The tribunal hearings are often long and costly affairs. The current precarious policy position of Treaty settlements is that because of the lengthy nature of tribunal hearings, and the fact that their rulings have no value, claimant groups are being pressured into direct negotiations with the Crown. The conclusions of the chairperson of the Waitangi Tribunal, Chief Judge Joe Williams, in December last year, regarding the settlement of Treaty claims, provide a particularly useful context in which to view this Māori Purposes Bill. The statement advised that faster progress in achieving resolution of claims would depend on a much higher degree of Crown-claimant cooperation.

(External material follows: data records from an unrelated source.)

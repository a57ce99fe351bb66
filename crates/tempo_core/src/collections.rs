//! [`HashMap`] and [`HashSet`] based on [hashbrown]'s implementations.
//! Unlike the `std` versions, these default to [`FixedHasher`] instead of
//! `RandomState`, trading denial-of-service resistance (irrelevant for a
//! checker operating on local files) for deterministic iteration.

use crate::hash::FixedHasher;

/// A [`hashbrown::HashMap`] with a deterministic default hasher
pub type HashMap<K, V, S = FixedHasher> = hashbrown::HashMap<K, V, S>;

/// A [`hashbrown::HashSet`] with a deterministic default hasher
pub type HashSet<T, S = FixedHasher> = hashbrown::HashSet<T, S>;

/// Shorthand for an entry of [`HashMap`]
pub use hashbrown::hash_map::Entry;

Judge Williams said: “It would involve a willingness by the Crown to engage constructively in tribunal inquiries, and even review its practice of contesting the claimants’ positions on every issue.” If the Māori Purposes Bill is really to make progress, it must reflect far more opportunity for supporting claimant groups than it does at present.

Finally, I want just to refer to the amendments proposed for the Maori Fisheries Act 2004. The Māori Party has questions on the application to the quota share held by Te Ohu Kai Moana Trustee Ltd. We wonder why the rights regime under section 28N is being proposed for inclusion in the Māori Fisheries Act 2004, some 2 years after its passage. The bill, as it is currently drafted, is thin on detail. It fails to describe the amount of quota shares that iwi quota owners have been unable to receive due to the current wording of the Māori Fisheries Act 2004, and what this translates to in dollar terms. We are also unable to gauge the projected loss if the Act remains unchanged.

Yet another host of questions emerge when one looks at the Māori Commercial Aquaculture Claims Settlement Act 2004. For example, we wonder what the anticipated risks are to iwi, including development projects and inter-iwi relationships, from the decrease anticipated in this Act.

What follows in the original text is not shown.